A biosafety cabinet (BSC), also called a biological safety cabinet, is an enclosed or semi-enclosed, semi-ventilated laboratory workspace for safely working with materials contaminated with (or potentially contaminated with) pathogens requiring a defined biosafety level. The primary purpose of a BSC is to protect the laboratory worker and the surrounding environment from pathogens. All exhaust air is HEPA-filtered as it exits the biosafety cabinet, removing harmful bacteria and viruses. Most classes of BSCs have a secondary purpose to maintain the sterility of the materials inside, such as the study and growth of cell/tissue cultures from a variety of sources.
Types of BSCs:
There are three types of BSCs (class I, II, and II). Open-fronted Class I and Class II BSCs are partial containment devices that are designed to provide protection to laboratory personnel and the environment when used in combination with good laboratory technique.
The Class I BSC is suitable for work involving low-to-moderate risk agents where there is a need for containment, but not for product protection. These BSC’s are mostly used to enclose lab equipment such as centrifuges or for procedures that may generate aerosols such as tissue homogenation.
The Class II BSC protects the material being manipulated inside the cabinet (e.g., cell cultures) from external contamination. It meets requirements to protect personnel, the environment, and the product. The two basic types of Class II BSCs are Type A and Type B. The major differences between the two types is the percent of air that is exhausted vs recirculated and the manner in which exhaust air is removed from the work area.
The gas-tight Class III BSC, or glove box, provides the highest attainable level of protection to personnel, the environment, and the product. It is the only unit that provides a total physical barrier between the product and personnel. It is used with high-risk biological agents and when absolute containment of highly infectious or hazardous material is required.

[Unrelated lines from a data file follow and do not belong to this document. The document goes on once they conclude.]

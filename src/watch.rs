use dashmap::DashSet;
use notify::{Event, EventKind, RecommendedWatcher, RecursiveMode, Watcher};
use std::path::{Path, PathBuf};
use std::sync::Arc;
use tracing::{debug, warn};

use crate::error::Result;

/// Recursive filesystem watcher that remembers which directories changed.
///
/// Consumers poll [`ChangeWatcher::drain`] and re-list each returned
/// directory with [`crate::crawler::read_listing`].
pub struct ChangeWatcher {
    _watcher: RecommendedWatcher,
    dirty: Arc<DashSet<PathBuf>>,
}

impl ChangeWatcher {
    pub fn new(root: &Path) -> Result<Self> {
        let dirty = Arc::new(DashSet::new());
        let sink = Arc::clone(&dirty);

        let mut watcher = notify::recommended_watcher(move |res: notify::Result<Event>| match res {
            Ok(event) => record_event(&sink, &event),
            Err(err) => warn!("watch error: {}", err),
        })?;
        watcher.watch(root, RecursiveMode::Recursive)?;
        debug!("watching {}", root.display());

        Ok(Self {
            _watcher: watcher,
            dirty,
        })
    }

    /// Directories whose listing changed since the last call.
    pub fn drain(&self) -> Vec<PathBuf> {
        let mut changed = Vec::new();
        self.dirty.retain(|path| {
            changed.push(path.clone());
            false
        });
        changed.sort();
        changed
    }

    pub fn has_changes(&self) -> bool {
        !self.dirty.is_empty()
    }
}

fn record_event(dirty: &DashSet<PathBuf>, event: &Event) {
    if matches!(event.kind, EventKind::Access(_)) {
        return;
    }
    for path in &event.paths {
        if let Some(parent) = path.parent() {
            dirty.insert(parent.to_path_buf());
        }
    }
}

#[cfg(test)]
mod tests {
    use super::*;
    use notify::event::{AccessKind, CreateKind};
    use std::time::{Duration, Instant};

    #[test]
    fn test_events_mark_parent_directories() {
        let dirty = DashSet::new();
        let event = Event::new(EventKind::Create(CreateKind::File))
            .add_path(PathBuf::from("/data/sub/new.txt"))
            .add_path(PathBuf::from("/data/other.txt"));
        record_event(&dirty, &event);

        assert!(dirty.contains(Path::new("/data/sub")));
        assert!(dirty.contains(Path::new("/data")));
        assert_eq!(dirty.len(), 2);

        let access = Event::new(EventKind::Access(AccessKind::Any)).add_path(PathBuf::from("/x/y"));
        record_event(&dirty, &access);
        assert_eq!(dirty.len(), 2);
    }

    #[test]
    fn test_watcher_reports_new_file() {
        let dir = tempfile::tempdir().unwrap();
        let root = dir.path().canonicalize().unwrap();
        let Ok(watcher) = ChangeWatcher::new(&root) else {
            // No notification backend in this environment.
            return;
        };

        std::fs::write(root.join("fresh.txt"), b"hello").unwrap();

        let deadline = Instant::now() + Duration::from_secs(5);
        while !watcher.has_changes() && Instant::now() < deadline {
            std::thread::sleep(Duration::from_millis(20));
        }
        let changed = watcher.drain();
        assert!(changed.contains(&root));
        assert!(!watcher.has_changes());
    }
}
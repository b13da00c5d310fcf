use serde::{Deserialize, Serialize};
use std::path::{Path, PathBuf};

use crate::crawler::ScanOptions;
use crate::error::{Error, Result};

pub const APP_NAME: &str = "diskmap";
const CONFIG_FILE_NAME: &str = "config.toml";

/// Top-level configuration, loaded from TOML. Every field has a default so a
/// partial (or absent) file is fine.
#[derive(Debug, Clone, Default, Serialize, Deserialize, PartialEq)]
#[serde(default)]
pub struct Config {
    pub display: DisplayConfig,
    pub scan: ScanConfig,
    pub cache: CacheConfig,
    pub logging: LoggingConfig,
}

#[derive(Debug, Clone, Serialize, Deserialize, PartialEq)]
#[serde(default)]
pub struct DisplayConfig {
    /// Largest children drawn per treemap.
    pub max_items: usize,
    /// Rows shown in the extension breakdown.
    pub max_extensions: usize,
}

impl Default for DisplayConfig {
    fn default() -> Self {
        Self {
            max_items: 12,
            max_extensions: 8,
        }
    }
}

#[derive(Debug, Clone, Default, Serialize, Deserialize, PartialEq)]
#[serde(default)]
pub struct ScanConfig {
    pub skip_hidden: bool,
    /// Entry names that are never descended into or counted (exact match).
    pub skip_patterns: Vec<String>,
    /// Depth below the root after which directories stay unscanned placeholders.
    pub max_depth: Option<usize>,
}

#[derive(Debug, Clone, Serialize, Deserialize, PartialEq)]
#[serde(default)]
pub struct CacheConfig {
    pub enabled: bool,
    pub dir: Option<PathBuf>,
}

impl Default for CacheConfig {
    fn default() -> Self {
        Self {
            enabled: true,
            dir: None,
        }
    }
}

#[derive(Debug, Clone, Serialize, Deserialize, PartialEq)]
#[serde(default)]
pub struct LoggingConfig {
    /// trace, debug, info, warn, error, off
    pub level: String,
    /// Log destination for the TUI; the report binary always logs to stderr.
    pub file: Option<PathBuf>,
}

impl Default for LoggingConfig {
    fn default() -> Self {
        Self {
            level: "info".to_string(),
            file: None,
        }
    }
}

impl Config {
    /// Load from an explicit path, or from the platform config directory if
    /// a file exists there, or fall back to defaults.
    pub fn load(explicit: Option<&Path>) -> Result<Self> {
        if let Some(path) = explicit {
            return Self::from_file(path);
        }

        match default_config_path() {
            Some(path) if path.is_file() => Self::from_file(&path),
            _ => Ok(Self::default()),
        }
    }

    pub fn from_file(path: &Path) -> Result<Self> {
        let raw = std::fs::read_to_string(path).map_err(|source| Error::ConfigRead {
            path: path.to_path_buf(),
            source,
        })?;
        Self::parse(&raw).map_err(|source| Error::ConfigParse {
            path: path.to_path_buf(),
            source,
        })
    }

    pub fn parse(raw: &str) -> std::result::Result<Self, toml::de::Error> {
        toml::from_str(raw)
    }

    pub fn scan_options(&self) -> ScanOptions {
        ScanOptions {
            skip_hidden: self.scan.skip_hidden,
            skip_patterns: self.scan.skip_patterns.clone(),
            max_depth: self.scan.max_depth,
        }
    }
}

pub fn project_dirs() -> Option<directories::ProjectDirs> {
    directories::ProjectDirs::from("", "", APP_NAME)
}

fn default_config_path() -> Option<PathBuf> {
    project_dirs().map(|dirs| dirs.config_dir().join(CONFIG_FILE_NAME))
}

#[cfg(test)]
mod tests {
    use super::*;

    #[test]
    fn test_empty_config_is_default() {
        let config = Config::parse("").unwrap();
        assert_eq!(config, Config::default());
        assert_eq!(config.display.max_items, 12);
        assert!(config.cache.enabled);
    }

    #[test]
    fn test_partial_config_fills_defaults() {
        let config = Config::parse(
            r#"
            [display]
            max_items = 20

            [scan]
            skip_patterns = ["node_modules", ".git"]
            max_depth = 3
            "#,
        )
        .unwrap();

        assert_eq!(config.display.max_items, 20);
        assert_eq!(config.display.max_extensions, 8);
        assert_eq!(config.scan.max_depth, Some(3));
        assert!(!config.scan.skip_hidden);

        let options = config.scan_options();
        assert_eq!(options.skip_patterns, vec!["node_modules", ".git"]);
        assert_eq!(options.max_depth, Some(3));
    }

    #[test]
    fn test_from_file_reports_path_on_parse_error() {
        let dir = tempfile::tempdir().unwrap();
        let path = dir.path().join("config.toml");
        std::fs::write(&path, "[display]\nmax_items = \"lots\"\n").unwrap();

        let err = Config::from_file(&path).unwrap_err();
        assert!(matches!(err, Error::ConfigParse { .. }));
        assert!(err.to_string().contains("config.toml"));
    }

    #[test]
    fn test_missing_explicit_file_is_an_error() {
        let dir = tempfile::tempdir().unwrap();
        let err = Config::load(Some(&dir.path().join("nope.toml"))).unwrap_err();
        assert!(matches!(err, Error::ConfigRead { .. }));
    }
}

The Laminar Flow Bench (LFB), also referred to as a clean bench, provides an aseptic environment by passing HEPA filtered air across the work surface. It is important to note that horizontal laminar flow benches must not be used for work with biohazardous or chemically hazardous materials. These units provide product protection only by ensuring the product is exposed to HEPA-filtered air. They do not provide protection to personnel or the ambient environment.
Maintenance, Service, and Calibration
All BSC’s need to be inspected and maintained on a regular schedule. During this certification check, the airflow and the filter capacities are verified. The filters have a limited lifespan – determined by the air quality within the laboratory space and the amount of particles and aerosols generated inside the BSC’ work zone. As these filters load, the internal fan is required to do more work to push/pull the same volume of air through them. If the flow drops below desired performance an audio and visual alarm will alert the operator. Filter changing is limited to trained persons as the filter is potentially contaminated.
BSC’s are required to be re-certified on an annual basis by a certified vendor. Contact EH&S at 7-4712 for information about qualified vendors.
Moving a BSC:
Biosafety Cabinets that will be disposed of or relocated to another lab space or off-campus must be decontaminated by a certified vendor prior to moving. After decontamination, the vendor will provide a certificate of decontamination that must be submitted to EH&S for relocation approval.
When receiving a cabinet from another institution, EHS must be provided a certificate of decontamination from the institution for approval. This must occur prior to any moving arrangements.